Raju and Raj offered an escape for these women, whose subjugation and containment within conventional gender roles made their lives claustrophobic. There is nothing pop culture about this trope. One can go as far back as Rabindranath Tagore’s Raktakarabi or Ghare Baire published in the early 20th century, and find the same context for similar insensitive men.

Furthermore, it is almost hypocritical to bring in an example of Basu Chatterjee and question the portrayal of Raj in RNBJ when Arun (Amol Palekar in Basu Chatterjee’s Chhoti Si Baat) had to undergo a very similar transition to win over Prabha, who was not impressed by his clumsy and timid nature. Again, it appears that the pop culture critique holds very little water in this context.

Secondly, and most importantly, pop culture does not criticise either the conformist or the salaried class. It is critical of the post-liberalisation aspiration, which defines success in terms of material achievements and a possible job in the US, often ignoring the civic and social obligations of an individual. In Tamasha or Wake Up Sid!, the characters are not robbing the conformists of dignity. They are instead establishing a rebellion against the “workaholic” kind, who are working tirelessly to help their employers indulge in materialistic extravagance. It comes at the cost of equality, the environment, and their entitlements. It is essential to ensure that the “sectors of the economy” are running. Still, it is also crucial to break-out of any institutional set-up that de-commodifies labour and robs individuals of their actual dignity by reducing them to the famous caricature of Charlie Chaplin in Modern Times.

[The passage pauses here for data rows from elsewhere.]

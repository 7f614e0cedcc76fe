use delivery_perf::ingest::{ColumnMap, RawTable};
use delivery_perf::metrics::TimeGrain;
use delivery_perf::query::{Filter, Session};
use delivery_perf::report::PerformanceReport;

fn fixture_table() -> RawTable {
    let bytes: &[u8] = include_bytes!("fixtures/deliveries.csv");
    RawTable::from_csv_reader(csv::Reader::from_reader(bytes)).expect("Failed to read fixture")
}

#[test]
fn test_full_pipeline() {
    let mut session = Session::new();
    let summary = session
        .ingest(&fixture_table(), &ColumnMap::default())
        .expect("Failed to ingest fixture");

    // One row in the fixture carries an unparseable delivery time.
    assert_eq!(summary.accepted, 6);
    assert_eq!(summary.rejected, 1);

    let dataset = session.dataset().unwrap();
    assert_eq!(dataset.cities(), vec!["CityA", "CityB"]);
    assert_eq!(dataset.months_for_city("CityA"), vec!["2024-01", "2024-02"]);
    assert_eq!(dataset.months_for_city("CityB"), vec!["2024-02"]);
    assert_eq!(dataset.operators_for("CityA", "2024-01"), vec!["OpX", "OpY"]);

    let subset = dataset.filter(&Filter {
        city: Some("CityA".into()),
        month: Some("2024-01".into()),
        ..Default::default()
    });
    let report = PerformanceReport::build(&subset, 1, TimeGrain::Day);

    assert_eq!(report.record_count, 3);
    assert_eq!(report.avg_lead_time_days, Some(4.0));
    assert_eq!(report.slowest.len(), 1);
    assert_eq!(report.slowest[0].order_id, "O3");

    let jan6 = &report.contribution["2024-01-06"];
    assert_eq!(jan6.len(), 2);
    assert!((jan6[0].percentage - 50.0).abs() < 1e-6);
    assert!((jan6[1].percentage - 50.0).abs() < 1e-6);

    assert_eq!(report.volume_trend["2024-01-05"], 1);
    assert_eq!(report.volume_trend["2024-01-06"], 2);
}

#[test]
fn test_reingestion_replaces_dataset() {
    let mut session = Session::new();
    session
        .ingest(&fixture_table(), &ColumnMap::default())
        .unwrap();

    let replacement = RawTable {
        headers: ["交付城市", "交付时间", "交付A岗", "订单ID", "PDI OK→交付"]
            .iter()
            .map(|s| s.to_string())
            .collect(),
        rows: vec![vec![
            "CityZ".to_string(),
            "2025-06-01 08:00:00".to_string(),
            "OpNew".to_string(),
            "N1".to_string(),
            "9.0".to_string(),
        ]],
    };
    session.ingest(&replacement, &ColumnMap::default()).unwrap();

    let dataset = session.dataset().unwrap();
    assert_eq!(dataset.len(), 1);
    assert_eq!(dataset.cities(), vec!["CityZ"]);
    // Nothing from the first extract survives the replacement.
    assert!(
        dataset
            .filter(&Filter {
                city: Some("CityA".into()),
                ..Default::default()
            })
            .is_empty()
    );
}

Thirdly, the crux of the article argues that embarking on a “free spirit” course is a function of privilege. Often people become conformists because they lack opportunities or, in the case of Agastya, a perceived lack of drive for anything specific. In this regard, let us be fair to pop culture and also highlight movies such as Rocket Singh: Salesman of the Year by the same actor which celebrates the working class-protagonist, however, he is not “conformist”. A “conformist” accepts the system as it is, a rebel challenges the institutional structures of the system even within the restrictions of working class existence. In the movie, the protagonist rebels by standing up to unethical and undignified practices of a capitalist corporation and establishes his endeavour that upholds both civic and social values.

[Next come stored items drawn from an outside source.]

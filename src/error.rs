//! Ingestion error types.

use serde::Serialize;
use thiserror::Error;

/// Fatal ingestion errors. When one of these is returned no dataset is
/// installed; the caller keeps whatever dataset it had before.
#[derive(Error, Debug)]
pub enum IngestError {
    /// Required logical columns are absent from the source header entirely.
    #[error("required columns missing from source: {}", missing.join(", "))]
    MissingColumns { missing: Vec<String> },

    /// CSV read error while loading the raw table.
    #[error("csv error: {0}")]
    Csv(#[from] csv::Error),

    /// IO error while loading the raw table.
    #[error("io error: {0}")]
    Io(#[from] std::io::Error),
}

/// Why a single row was excluded from the dataset.
#[derive(Debug, Clone, PartialEq, Serialize)]
pub enum RejectReason {
    /// A required cell is empty or missing.
    MissingField(String),
    /// The delivery-time cell could not be parsed as a date-time.
    BadTimestamp(String),
    /// The lead-time cell could not be parsed as a number.
    BadLeadTime(String),
}

impl std::fmt::Display for RejectReason {
    fn fmt(&self, f: &mut std::fmt::Formatter<'_>) -> std::fmt::Result {
        match self {
            RejectReason::MissingField(col) => write!(f, "missing required field '{col}'"),
            RejectReason::BadTimestamp(v) => write!(f, "unparseable delivery time '{v}'"),
            RejectReason::BadLeadTime(v) => write!(f, "unparseable lead time '{v}'"),
        }
    }
}

/// One rejected row, reported alongside the surviving dataset.
#[derive(Debug, Clone, Serialize)]
pub struct RowRejection {
    /// 1-based data row number (header not counted).
    pub row: usize,
    pub reason: RejectReason,
}
pub mod error;
pub mod ingest;
pub mod metrics;
pub mod query;
pub mod record;
pub mod report;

Therefore, pop culture does portray that one can be a “free spirit” even within the rubric of salaried employment. One need not “conform” to the existing values, beliefs, and social structures that defined success in India’s liberalisation decade.

In conclusion, pop culture does not portray the salaried class in a perceived negative life. Pop culture is merely reflexive of the social, political and economic changes that happen in the world. The celebration of “free spirits” does not necessarily mean that pop culture portrays engineers in a negative light. Pop culture inspires and galvanises people to break the mould, which is fundamental in driving innovation and the pursuit of any knowledge — including engineering.

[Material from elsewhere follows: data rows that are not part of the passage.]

//! Aggregate metrics over an already-filtered record subset.
//!
//! Filtering is the query layer's job; every operation here is read-only
//! over the borrowed slice it is given. Empty subsets and absent grouping
//! keys yield empty results, never errors.

use std::collections::{BTreeMap, HashMap};

use serde::Serialize;

use crate::record::DeliveryRecord;

/// Temporal grouping granularity for trend and contribution queries.
#[derive(Debug, Clone, Copy, PartialEq, Eq)]
pub enum TimeGrain {
    Day,
    Week,
    Month,
}

impl TimeGrain {
    /// The sortable group key for a record at this grain. Weeks are
    /// zero-padded so lexicographic order matches numeric week order.
    pub fn key_for(&self, record: &DeliveryRecord) -> String {
        match self {
            TimeGrain::Day => record.calendar_date.to_string(),
            TimeGrain::Week => format!("W{:02}", record.iso_week),
            TimeGrain::Month => record.month_key.clone(),
        }
    }
}

/// Per-operator average lead time, one ranking row.
#[derive(Debug, Clone, Serialize)]
pub struct OperatorAvg {
    pub operator: String,
    pub avg_lead_time_days: f64,
}

/// One operator's slice of a temporal group's deliveries.
#[derive(Debug, Clone, Serialize)]
pub struct OperatorShare {
    pub operator: String,
    pub count: usize,
    pub percentage: f64,
}

fn mean(values: impl Iterator<Item = f64>) -> Option<f64> {
    let (sum, count) = values.fold((0.0, 0usize), |(s, c), v| (s + v, c + 1));
    (count > 0).then(|| sum / count as f64)
}

/// Arithmetic mean of `lead_time_days` over the subset, `None` when empty.
pub fn avg_lead_time(records: &[&DeliveryRecord]) -> Option<f64> {
    mean(records.iter().map(|r| r.lead_time_days))
}

/// Average lead time per operator, sorted ascending by average so the
/// fastest operator comes first. Equal averages order by operator name.
pub fn avg_by_operator(records: &[&DeliveryRecord]) -> Vec<OperatorAvg> {
    let mut sums: HashMap<&str, (f64, usize)> = HashMap::new();
    for r in records {
        let entry = sums.entry(r.operator.as_str()).or_insert((0.0, 0));
        entry.0 += r.lead_time_days;
        entry.1 += 1;
    }

    let mut out: Vec<OperatorAvg> = sums
        .into_iter()
        .map(|(operator, (sum, count))| OperatorAvg {
            operator: operator.to_string(),
            avg_lead_time_days: sum / count as f64,
        })
        .collect();

    out.sort_by(|a, b| {
        a.avg_lead_time_days
            .total_cmp(&b.avg_lead_time_days)
            .then_with(|| a.operator.cmp(&b.operator))
    });
    out
}

/// The `n` slowest deliveries, descending by lead time. The sort is stable,
/// so ties keep their ingestion order and re-runs on identical input return
/// identical output. `n` is clamped to `[1, len]` instead of erroring.
pub fn slowest<'a>(records: &[&'a DeliveryRecord], n: usize) -> Vec<&'a DeliveryRecord> {
    if records.is_empty() {
        return Vec::new();
    }

    let mut ranked: Vec<&DeliveryRecord> = records.to_vec();
    ranked.sort_by(|a, b| b.lead_time_days.total_cmp(&a.lead_time_days));
    ranked.truncate(n.clamp(1, records.len()));
    ranked
}

/// Per-operator contribution shares within each temporal group.
///
/// Groups the subset by the chosen grain, then computes each operator's
/// share of the group's deliveries as a percentage. Shares within a group
/// sum to 100 (within floating-point tolerance) and sort descending by
/// percentage; groups with no deliveries are simply not present.
pub fn contribution(
    records: &[&DeliveryRecord],
    grain: TimeGrain,
) -> BTreeMap<String, Vec<OperatorShare>> {
    let mut counts: BTreeMap<String, HashMap<&str, usize>> = BTreeMap::new();
    for r in records {
        *counts
            .entry(grain.key_for(r))
            .or_default()
            .entry(r.operator.as_str())
            .or_insert(0) += 1;
    }

    counts
        .into_iter()
        .map(|(key, per_operator)| {
            let total: usize = per_operator.values().sum();

            let mut shares: Vec<OperatorShare> = per_operator
                .into_iter()
                .map(|(operator, count)| OperatorShare {
                    operator: operator.to_string(),
                    count,
                    percentage: count as f64 / total as f64 * 100.0,
                })
                .collect();

            shares.sort_by(|a, b| {
                b.percentage
                    .total_cmp(&a.percentage)
                    .then_with(|| a.operator.cmp(&b.operator))
            });

            (key, shares)
        })
        .collect()
}

/// Delivery counts per temporal bucket, for the volume trend view.
pub fn volume_trend(records: &[&DeliveryRecord], grain: TimeGrain) -> BTreeMap<String, usize> {
    let mut buckets = BTreeMap::new();
    for r in records {
        *buckets.entry(grain.key_for(r)).or_insert(0) += 1;
    }
    buckets
}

The contention of pop culture is with the pre-defined values of “technocracy” (such as the belief that all problems in the world can be solved by building the right app) and “capitalism” (such as the virtues of being a workaholic or dedicated labour with no civic or social obligations). The pursuit of passion is undoubtedly a function of one’s socioeconomic privilege but even within the rubric of salaried employment, an individual need not be a “conformist”. An individual should have the ability to firmly oppose the wrongs within a system — be it aspects of gender equality or unequal pay for equal labour, as depicted by pop culture. Engineers, or any other technocrats such as bankers, should not take this personally. It was pop culture that inspired non-conformists to usher in the era of democratic capitalism in the world by breaking down the Berlin Wall. It will be pop culture-inspired non-conformists who would fix the broken aspects of capitalism through the characters of Ved, Sid, and Harpreet.

In this new age, conformists should heed to the advice of Bob Dylan and not “stand in the doorway” or “block up the hall” — for the times they are a-changin’.